HRW Accuses Syrian Rebels of Sending Children Into War

Militant Islamist groups in Syria are recruiting children as young as 15 and sending them into battle after promising them a free education, a Human Rights Watch report said on Monday.

The report said the Islamic State in Iraq and the Levant (ISIL), which has made rapid territorial gains across the border in Iraq, had given children weapons training in Syria and told them to carry out suicide bombings.

Citing personal accounts, the rights group also found evidence of children being mobilized by the more moderate Western-backed Free Syrian Army, the al Qaeda-affiliated Nusra Front, the Islamic Front coalition and security forces in Kurdish-controlled areas.
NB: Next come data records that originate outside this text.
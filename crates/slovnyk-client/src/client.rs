//! DictionaryClient -- connection ownership, retry loop, response framing.
//!
//! The socket handle lives inside a `Mutex<Connection>` and is touched only
//! while that lock is held. Retry sleeps happen outside the lock so other
//! callers are not stalled by backoff. A cloned handle kept outside that
//! lock lets [`DictionaryClient::close`] shut the socket down under a
//! request that is still receiving.

use std::io::{self, Read, Write};
use std::net::{Shutdown, SocketAddr, TcpStream, ToSocketAddrs};
use std::sync::atomic::{AtomicBool, Ordering};
use std::sync::{Mutex, MutexGuard, PoisonError, TryLockError};
use std::thread;
use std::time::{Duration, Instant};

use bytes::BytesMut;
use tokio_util::codec::{Decoder, Encoder};

use slovnyk_protocol::{LineCodec, ResponseDecoder, FIELD_SEPARATOR};

use crate::state::{Exchange, ExchangeState};
use crate::{ClientConfig, Transport};

/// Smallest timeout handed to the socket layer; zero is rejected there.
const MIN_TIMEOUT: Duration = Duration::from_millis(1);

struct Connection {
    host: String,
    port: u16,
    stream: Option<TcpStream>,
}

/// Result of one send+receive attempt.
enum Attempt {
    /// Clean frame: decoded and ended by a short read.
    Complete(String),
    /// Bytes arrived but the frame never completed; decoded lossily.
    Partial { text: String, connection_lost: bool },
    /// Nothing usable. The connection is dropped and the request retried.
    Lost(String),
}

/// Saves the socket timeouts, applies the request timeout, and puts the
/// saved values back when dropped.
struct TimeoutGuard<'a> {
    stream: &'a TcpStream,
    read: Option<Duration>,
    write: Option<Duration>,
}

impl<'a> TimeoutGuard<'a> {
    fn apply(stream: &'a TcpStream, timeout: Duration) -> io::Result<Self> {
        let read = stream.read_timeout()?;
        let write = stream.write_timeout()?;
        let guard = Self {
            stream,
            read,
            write,
        };
        stream.set_read_timeout(Some(timeout))?;
        stream.set_write_timeout(Some(timeout))?;
        Ok(guard)
    }
}

impl Drop for TimeoutGuard<'_> {
    fn drop(&mut self) {
        let _ = self.stream.set_read_timeout(self.read);
        let _ = self.stream.set_write_timeout(self.write);
    }
}

/// Client for the dictionary server. Share it as `Arc<DictionaryClient>`.
pub struct DictionaryClient {
    config: ClientConfig,
    conn: Mutex<Connection>,
    /// Clone of the live socket, only ever used to shut it down.
    closer: Mutex<Option<TcpStream>>,
    connected: AtomicBool,
    closed: AtomicBool,
}

impl DictionaryClient {
    pub fn new(config: ClientConfig) -> Self {
        let conn = Connection {
            host: config.host.clone(),
            port: config.port,
            stream: None,
        };
        Self {
            config,
            conn: Mutex::new(conn),
            closer: Mutex::new(None),
            connected: AtomicBool::new(false),
            closed: AtomicBool::new(false),
        }
    }

    pub fn config(&self) -> &ClientConfig {
        &self.config
    }

    /// Lock-free view of the connected flag; safe to poll from the
    /// coordination thread while a worker owns the socket.
    pub fn is_connected(&self) -> bool {
        self.connected.load(Ordering::Acquire)
    }

    pub fn endpoint(&self) -> (String, u16) {
        let conn = self.lock();
        (conn.host.clone(), conn.port)
    }

    /// Change the server address. Takes effect on the next connect.
    pub fn set_endpoint(&self, host: impl Into<String>, port: u16) {
        let mut conn = self.lock();
        conn.host = host.into();
        conn.port = port;
    }

    /// Whether [`close`](Self::close) has been called.
    pub fn is_closed(&self) -> bool {
        self.closed.load(Ordering::Acquire)
    }

    /// Open a fresh connection, closing any existing one first.
    pub fn connect(&self) -> bool {
        if self.is_closed() {
            return false;
        }
        let mut conn = self.lock();
        self.connect_locked(&mut conn)
    }

    /// Shut down and close the socket. Always succeeds.
    pub fn disconnect(&self) {
        let mut conn = self.lock();
        if let Some(stream) = conn.stream.take() {
            if let Err(e) = stream.shutdown(Shutdown::Both) {
                tracing::debug!(error = %e, "shutdown on disconnect failed");
            }
            drop(stream);
        }
        self.closer_lock().take();
        self.connected.store(false, Ordering::Release);
        tracing::info!(host = %conn.host, port = conn.port, "disconnected from server");
    }

    /// Shut the client down for good without waiting for a request in
    /// flight. A request blocked on the socket fails at once and is not
    /// retried; later calls return `""` / `false` straight away.
    pub fn close(&self) {
        self.closed.store(true, Ordering::Release);
        self.connected.store(false, Ordering::Release);
        if let Some(stream) = self.closer_lock().take() {
            if let Err(e) = stream.shutdown(Shutdown::Both) {
                tracing::debug!(error = %e, "shutdown on close failed");
            }
        }
        match self.conn.try_lock() {
            Ok(mut conn) => {
                conn.stream.take();
            }
            Err(TryLockError::Poisoned(poisoned)) => {
                poisoned.into_inner().stream.take();
            }
            Err(TryLockError::WouldBlock) => {
                tracing::debug!("request in flight, its owner drops the socket");
            }
        }
        tracing::info!("client closed");
    }

    /// Send one command and return the trimmed reply.
    ///
    /// Retries with exponential backoff, reconnecting as needed. Returns an
    /// empty string when every attempt failed.
    pub fn send_command(&self, command: &str) -> String {
        let mut line = BytesMut::new();
        if let Err(e) = Encoder::<&str>::encode(&mut LineCodec, command, &mut line) {
            tracing::error!(error = %e, "failed to encode command");
            return String::new();
        }
        let verb = command
            .split(FIELD_SEPARATOR)
            .next()
            .unwrap_or_default()
            .trim();
        let mut exchange = Exchange::new(verb);

        for attempt in 1..=self.config.max_attempts.max(1) {
            if self.is_closed() {
                tracing::debug!(verb, attempt, "client closed, abandoning request");
                return String::new();
            }
            if attempt > 1 {
                let delay = self.config.backoff(attempt - 1);
                tracing::info!(
                    verb,
                    attempt,
                    max_attempts = self.config.max_attempts,
                    backoff_ms = delay.as_millis() as u64,
                    "retrying request"
                );
                thread::sleep(delay);
            }
            exchange.begin_attempt(attempt);

            let mut conn = self.lock();
            if self.is_closed() {
                tracing::debug!(verb, attempt, "client closed, abandoning request");
                return String::new();
            }
            if conn.stream.is_none() {
                exchange.advance(ExchangeState::Connecting);
                if !self.connect_locked(&mut conn) {
                    exchange.advance(ExchangeState::Failed);
                    continue;
                }
            }
            let Some(stream) = conn.stream.as_ref() else {
                exchange.advance(ExchangeState::Failed);
                continue;
            };

            match self.attempt(stream, &line, &mut exchange) {
                Attempt::Complete(text) => {
                    exchange.advance(ExchangeState::Done);
                    return text;
                }
                Attempt::Partial {
                    text,
                    connection_lost,
                } => {
                    tracing::debug!(verb, bytes = text.len(), "returning partial response");
                    if connection_lost {
                        self.drop_connection(&mut conn);
                    }
                    exchange.advance(ExchangeState::Done);
                    return text;
                }
                Attempt::Lost(reason) => {
                    tracing::warn!(verb, attempt, %reason, "connection lost, will reconnect");
                    self.drop_connection(&mut conn);
                    exchange.advance(ExchangeState::Failed);
                }
            }
        }

        tracing::error!(
            verb,
            attempts = self.config.max_attempts,
            "request failed after all attempts"
        );
        String::new()
    }

    fn lock(&self) -> MutexGuard<'_, Connection> {
        // A panic while holding the lock leaves at worst a dead socket,
        // which the next attempt replaces.
        self.conn.lock().unwrap_or_else(PoisonError::into_inner)
    }

    fn closer_lock(&self) -> MutexGuard<'_, Option<TcpStream>> {
        self.closer.lock().unwrap_or_else(PoisonError::into_inner)
    }

    fn timeout(&self) -> Duration {
        self.config.timeout.max(MIN_TIMEOUT)
    }

    fn drop_connection(&self, conn: &mut Connection) {
        if let Some(stream) = conn.stream.take() {
            drop(stream);
        }
        self.closer_lock().take();
        self.connected.store(false, Ordering::Release);
    }

    fn connect_locked(&self, conn: &mut Connection) -> bool {
        self.drop_connection(conn);

        let addrs: Vec<SocketAddr> = match (conn.host.as_str(), conn.port).to_socket_addrs() {
            Ok(addrs) => addrs.collect(),
            Err(e) => {
                tracing::error!(host = %conn.host, port = conn.port, error = %e, "failed to resolve server address");
                return false;
            }
        };

        let timeout = self.timeout();
        let mut last_error = None;
        for addr in addrs {
            match TcpStream::connect_timeout(&addr, timeout) {
                Ok(stream) => {
                    if let Err(e) = stream
                        .set_read_timeout(Some(timeout))
                        .and_then(|_| stream.set_write_timeout(Some(timeout)))
                    {
                        tracing::warn!(%addr, error = %e, "failed to apply socket timeouts");
                        last_error = Some(e);
                        continue;
                    }
                    let _ = stream.set_nodelay(true);
                    match stream.try_clone() {
                        Ok(handle) => *self.closer_lock() = Some(handle),
                        Err(e) => tracing::warn!(%addr, error = %e, "failed to clone socket handle"),
                    }
                    if self.is_closed() {
                        self.closer_lock().take();
                        return false;
                    }
                    conn.stream = Some(stream);
                    self.connected.store(true, Ordering::Release);
                    tracing::info!(host = %conn.host, port = conn.port, %addr, "connected to server");
                    return true;
                }
                Err(e) => {
                    tracing::debug!(%addr, error = %e, "connect attempt failed");
                    last_error = Some(e);
                }
            }
        }

        match last_error {
            Some(e) => {
                tracing::error!(host = %conn.host, port = conn.port, error = %e, "failed to connect")
            }
            None => {
                tracing::error!(host = %conn.host, port = conn.port, "server address resolved to nothing")
            }
        }
        false
    }

    fn attempt(&self, stream: &TcpStream, line: &[u8], exchange: &mut Exchange) -> Attempt {
        let timeout = self.timeout();
        let _timeouts = match TimeoutGuard::apply(stream, timeout) {
            Ok(guard) => guard,
            Err(e) => return Attempt::Lost(format!("failed to apply timeout: {e}")),
        };

        exchange.advance(ExchangeState::Sending);
        let mut writer = stream;
        if let Err(e) = writer.write_all(line).and_then(|_| writer.flush()) {
            return Attempt::Lost(format!("send failed: {e}"));
        }
        tracing::debug!(bytes = line.len(), "command sent");

        exchange.advance(ExchangeState::Receiving);
        let mut decoder = ResponseDecoder::new(self.config.recv_chunk);
        let mut chunk = vec![0u8; decoder.chunk_size()];
        let mut buf = BytesMut::with_capacity(decoder.chunk_size());
        let mut received = 0usize;
        let mut connection_lost = false;
        let mut reader = stream;
        let deadline = Instant::now() + timeout;

        loop {
            let now = Instant::now();
            if now >= deadline {
                tracing::warn!(received, "receive deadline reached");
                break;
            }
            if let Err(e) = stream.set_read_timeout(Some((deadline - now).max(MIN_TIMEOUT))) {
                tracing::warn!(error = %e, "failed to arm read timeout");
                connection_lost = true;
                break;
            }

            match reader.read(&mut chunk) {
                Ok(0) => {
                    tracing::debug!(received, "server closed the connection");
                    connection_lost = true;
                    break;
                }
                Ok(n) => {
                    received += n;
                    buf.extend_from_slice(&chunk[..n]);
                    decoder.record_chunk(n);
                    match decoder.decode(&mut buf) {
                        Ok(Some(text)) => {
                            tracing::debug!(received, "response received");
                            return Attempt::Complete(text);
                        }
                        Ok(None) => continue,
                        Err(e) => {
                            tracing::warn!(error = %e, "response decoding failed");
                            break;
                        }
                    }
                }
                Err(e) if e.kind() == io::ErrorKind::Interrupted => continue,
                Err(e)
                    if matches!(
                        e.kind(),
                        io::ErrorKind::WouldBlock | io::ErrorKind::TimedOut
                    ) =>
                {
                    tracing::warn!(received, "receive timed out");
                    break;
                }
                Err(e) => {
                    tracing::warn!(error = %e, received, "receive failed");
                    connection_lost = true;
                    break;
                }
            }
        }

        match decoder.decode_eof(&mut buf) {
            Ok(Some(text)) => Attempt::Partial {
                text,
                connection_lost,
            },
            Ok(None) => Attempt::Lost("empty response".into()),
            Err(e) => Attempt::Lost(format!("response decoding failed: {e}")),
        }
    }
}

impl Transport for DictionaryClient {
    fn send_command(&self, command: &str) -> String {
        DictionaryClient::send_command(self, command)
    }
}

impl std::fmt::Debug for DictionaryClient {
    fn fmt(&self, f: &mut std::fmt::Formatter<'_>) -> std::fmt::Result {
        let (host, port) = self.endpoint();
        f.debug_struct("DictionaryClient")
            .field("host", &host)
            .field("port", &port)
            .field("connected", &self.is_connected())
            .finish()
    }
}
“The horrors of Syria’s armed conflict are only made worse by throwing children into the front lines,” said Priyanka Motaparthy, the author of the report which drew on the accounts of 25 children. It said 14-year-old youths had been used in support roles for the fighting.

Reuters could not independently confirm the accounts. The British-based Syrian Observatory for Human Rights, an anti-Assad monitoring group, said on Sunday that relatives of kidnapped students in Syria fear that ISIL will use the children to carry out car bombs or suicide attacks.

Syria’s conflict started with peaceful demonstrations for political change in 2011 but has descended into a civil war, pitting forces loyal to President Bashar al-Assad against a myriad of opposition groups.

Infighting among opposition combatants has complicated the conflict, which has stirred sectarian tensions across the Middle East and spilled over into neighboring countries.

HRW said the number of children fighting in Syria was not known.

The Violations Documenting Center, a Syrian monitoring group, had documented 194 deaths of “non-civilian” male children in the country since September 2011, the report said.